Author: simone-silvestri

Project.toml

@@ -2,7 +2,7 @@ name = "ClimaOcean"
 uuid = "0376089a-ecfe-4b0e-a64f-9c555d74d754"
 license = "MIT"
 authors = ["Climate Modeling Alliance and contributors"]
-version = "0.4.5"
+version = "0.4.6"
 
 [deps]
 Adapt = "79e6a3ab-5dfb-504d-930d-738a2a938a0e"
@@ -33,7 +33,7 @@ Thermodynamics = "b60c26fb-14c3-4610-9d3e-2d17fe7ff00c"
 Adapt = "4"
 CFTime = "0.1"
 CUDA = "4, 5"
-ClimaSeaIce = "0.2.1"
+ClimaSeaIce = "0.2.3"
 CubicSplines = "0.2"
 DataDeps = "0.7"
 Downloads = "1.6"

src/OceanSeaIceModels/InterfaceComputations/sea_ice_ocean_fluxes.jl

@@ -94,22 +94,19 @@ end
         Sᴺ = Sₒ[i, j, Nz]
     end
 
-    # Adjust temperature 
-    Tₘ = melting_temperature(liquidus, Sᴺ)
-    ΔT = ℵ * (Tₘ - Tᴺ)
-
     # Compute total heat associated with temperature adjustment
-    δE_ice_bath = ρₒ * cₒ * ΔT
+    Tₘ = melting_temperature(liquidus, Sᴺ)
+    δE_ice_bath = ρₒ * cₒ *  (Tₘ - Tᴺ)
 
     # Compute the heat flux from ocean into ice due to sea ice melting.
     # A positive value δQ_melting > 0 corresponds to ocean cooling; ie
     # is fluxing upwards, into the ice.

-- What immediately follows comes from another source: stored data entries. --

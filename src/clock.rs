// Dotlanth
// Copyright (C) 2025 Synerthink

// This program is free software: you can redistribute it and/or modify
// it under the terms of the GNU Affero General Public License as published by
// the Free Software Foundation, either version 3 of the License, or
// (at your option) any later version.

// This program is distributed in the hope that it will be useful,
// but WITHOUT ANY WARRANTY; without even the implied warranty of
// MERCHANTABILITY or FITNESS FOR A PARTICULAR PURPOSE.  See the
// GNU Affero General Public License for more details.

// You should have received a copy of the GNU Affero General Public License
// along with this program.  If not, see <http://www.gnu.org/licenses/>.

//! Time abstraction used by every primitive that refills, leaks, or times out.
//!
//! Nothing in this crate reads `Instant::now()` directly. A [`Clock`] is passed by
//! `Arc` to whichever primitive needs it, so production code runs against
//! [`SystemClock`] and tests run against [`TestClock`], which advances deterministically
//! and fires pending timers in deadline order.

use std::sync::atomic::{AtomicU64, Ordering};
use std::sync::{Arc, Condvar, Mutex};
use std::time::{Duration, Instant};

/// A handle to a scheduled [`Clock::after`] callback. Dropping or calling
/// [`TimerHandle::cancel`] prevents the callback from running if it has not fired yet.
pub struct TimerHandle {
    cancel: Arc<std::sync::atomic::AtomicBool>,
}

impl TimerHandle {
    pub fn cancel(&self) {
        self.cancel.store(true, Ordering::SeqCst);
    }
}

/// Source of monotonic time, blocking sleeps, and deferred callbacks.
///
/// Implementors must guarantee `now()` is monotonically non-decreasing and that
/// `sleep` blocks the calling thread for at least the requested duration.
pub trait Clock: Send + Sync {
    fn now(&self) -> Instant;

    /// Block the calling thread for `d`.
    fn sleep(&self, d: Duration);

    /// Run `f` once, after at least `d` has elapsed, on a clock-owned thread.
    /// Returns a handle that cancels the callback if it has not yet fired.
    fn after(&self, d: Duration, f: Box<dyn FnOnce() + Send>) -> TimerHandle;
}

/// Real-time clock backed by `std::time::Instant` and OS thread sleeps.
#[derive(Debug, Clone, Default)]
pub struct SystemClock;

impl Clock for SystemClock {
    fn now(&self) -> Instant {
        Instant::now()
    }

    fn sleep(&self, d: Duration) {
        std::thread::sleep(d);
    }

    fn after(&self, d: Duration, f: Box<dyn FnOnce() + Send>) -> TimerHandle {
        let cancel = Arc::new(std::sync::atomic::AtomicBool::new(false));
        let cancel_thread = cancel.clone();
        std::thread::spawn(move || {
            std::thread::sleep(d);
            if !cancel_thread.load(Ordering::SeqCst) {
                f();
            }
        });
        TimerHandle { cancel }
    }
}

struct PendingTimer {
    id: u64,
    deadline: Instant,
    callback: Mutex<Option<Box<dyn FnOnce() + Send>>>,
    cancelled: Arc<std::sync::atomic::AtomicBool>,
}

struct TestClockState {
    now: Instant,
    timers: Vec<Arc<PendingTimer>>,
}

/// Deterministic clock for tests: time only moves when [`TestClock::advance`] is
/// called, and any timer whose deadline has been reached fires synchronously, in
/// deadline order, before `advance` returns.
#[derive(Clone)]
pub struct TestClock {
    state: Arc<Mutex<TestClockState>>,
    woken: Arc<Condvar>,
    next_id: Arc<AtomicU64>,
}

impl TestClock {
    pub fn new() -> Self {
        Self {
            state: Arc::new(Mutex::new(TestClockState {
                now: Instant::now(),
                timers: Vec::new(),
            })),
            woken: Arc::new(Condvar::new()),
            next_id: Arc::new(AtomicU64::new(0)),
        }
    }

    /// Move the clock forward by `d`, firing every timer whose deadline has been
    /// reached, in deadline order.
    pub fn advance(&self, d: Duration) {
        let mut due = Vec::new();
        {
            let mut state = self.state.lock().unwrap();
            state.now += d;
            let now = state.now;
            state.timers.retain(|t| {
                if t.cancelled.load(Ordering::SeqCst) {
                    return false;
                }
                if t.deadline <= now {
                    due.push(t.clone());
                    false
                } else {
                    true
                }
            });
        }
        due.sort_by_key(|t| (t.deadline, t.id));
        for t in due {
            if let Some(cb) = t.callback.lock().unwrap().take() {
                cb();
            }
        }
        self.woken.notify_all();
    }
}

impl Default for TestClock {
    fn default() -> Self {
        Self::new()
    }
}

impl Clock for TestClock {
    fn now(&self) -> Instant {
        self.state.lock().unwrap().now
    }

    /// Blocks the calling thread until some other thread calls [`TestClock::advance`]
    /// past `self.now() + d`. Intended only for tests exercising real threads against
    /// a clock another thread drives explicitly.
    fn sleep(&self, d: Duration) {
        let deadline = self.now() + d;
        let guard = self.state.lock().unwrap();
        let _unused = self
            .woken
            .wait_while(guard, |s| s.now < deadline)
            .unwrap();
    }

    fn after(&self, d: Duration, f: Box<dyn FnOnce() + Send>) -> TimerHandle {
        let id = self.next_id.fetch_add(1, Ordering::Relaxed);
        let cancelled = Arc::new(std::sync::atomic::AtomicBool::new(false));
        let mut state = self.state.lock().unwrap();
        let deadline = state.now + d;
        state.timers.push(Arc::new(PendingTimer {
            id,
            deadline,
            callback: Mutex::new(Some(f)),
            cancelled: cancelled.clone(),
        }));
        TimerHandle { cancel: cancelled }
    }
}

#[cfg(test)]
mod tests {
    use super::*;
    use std::sync::atomic::AtomicUsize;

    #[test]
    fn advance_fires_due_timers_in_deadline_order() {
        let clock = TestClock::new();
        let order = Arc::new(Mutex::new(Vec::new()));

        let o1 = order.clone();
        clock.after(Duration::from_millis(30), Box::new(move || o1.lock().unwrap().push(30)));
        let o2 = order.clone();
        clock.after(Duration::from_millis(10), Box::new(move || o2.lock().unwrap().push(10)));
        let o3 = order.clone();
        clock.after(Duration::from_millis(20), Box::new(move || o3.lock().unwrap().push(20)));

        clock.advance(Duration::from_millis(25));
        assert_eq!(*order.lock().unwrap(), vec![10, 20]);

        clock.advance(Duration::from_millis(10));
        assert_eq!(*order.lock().unwrap(), vec![10, 20, 30]);
    }

    #[test]
    fn cancelled_timer_never_fires() {
        let clock = TestClock::new();
        let fired = Arc::new(AtomicUsize::new(0));
        let f = fired.clone();
        let handle = clock.after(Duration::from_millis(10), Box::new(move || {
            f.fetch_add(1, Ordering::SeqCst);
        }));
        handle.cancel();
        clock.advance(Duration::from_millis(20));
        assert_eq!(fired.load(Ordering::SeqCst), 0);
    }

    #[test]
    fn now_is_monotonic_under_advance() {
        let clock = TestClock::new();
        let t0 = clock.now();
        clock.advance(Duration::from_millis(5));
        assert!(clock.now() >= t0 + Duration::from_millis(5));
    }
}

This occurs when applying the
     # ice bath equilibrium condition to cool down a warm ocean (δEₒ < 0).
-    δQ_melting = - δE_ice_bath * uₘ★
+    δQ_melting = - δE_ice_bath * uₘ★  
 
     # Store column-integrated ice-ocean heat flux
     @inbounds Qᶠₒ[i, j, 1] = δQ_frazil
-    @inbounds Qᵢₒ[i, j, 1] = δQ_melting
+    @inbounds Qᵢₒ[i, j, 1] = δQ_melting * ℵ # Melting depends on concentration
 end
 
 function compute_sea_ice_ocean_salinity_flux!(coupled_model)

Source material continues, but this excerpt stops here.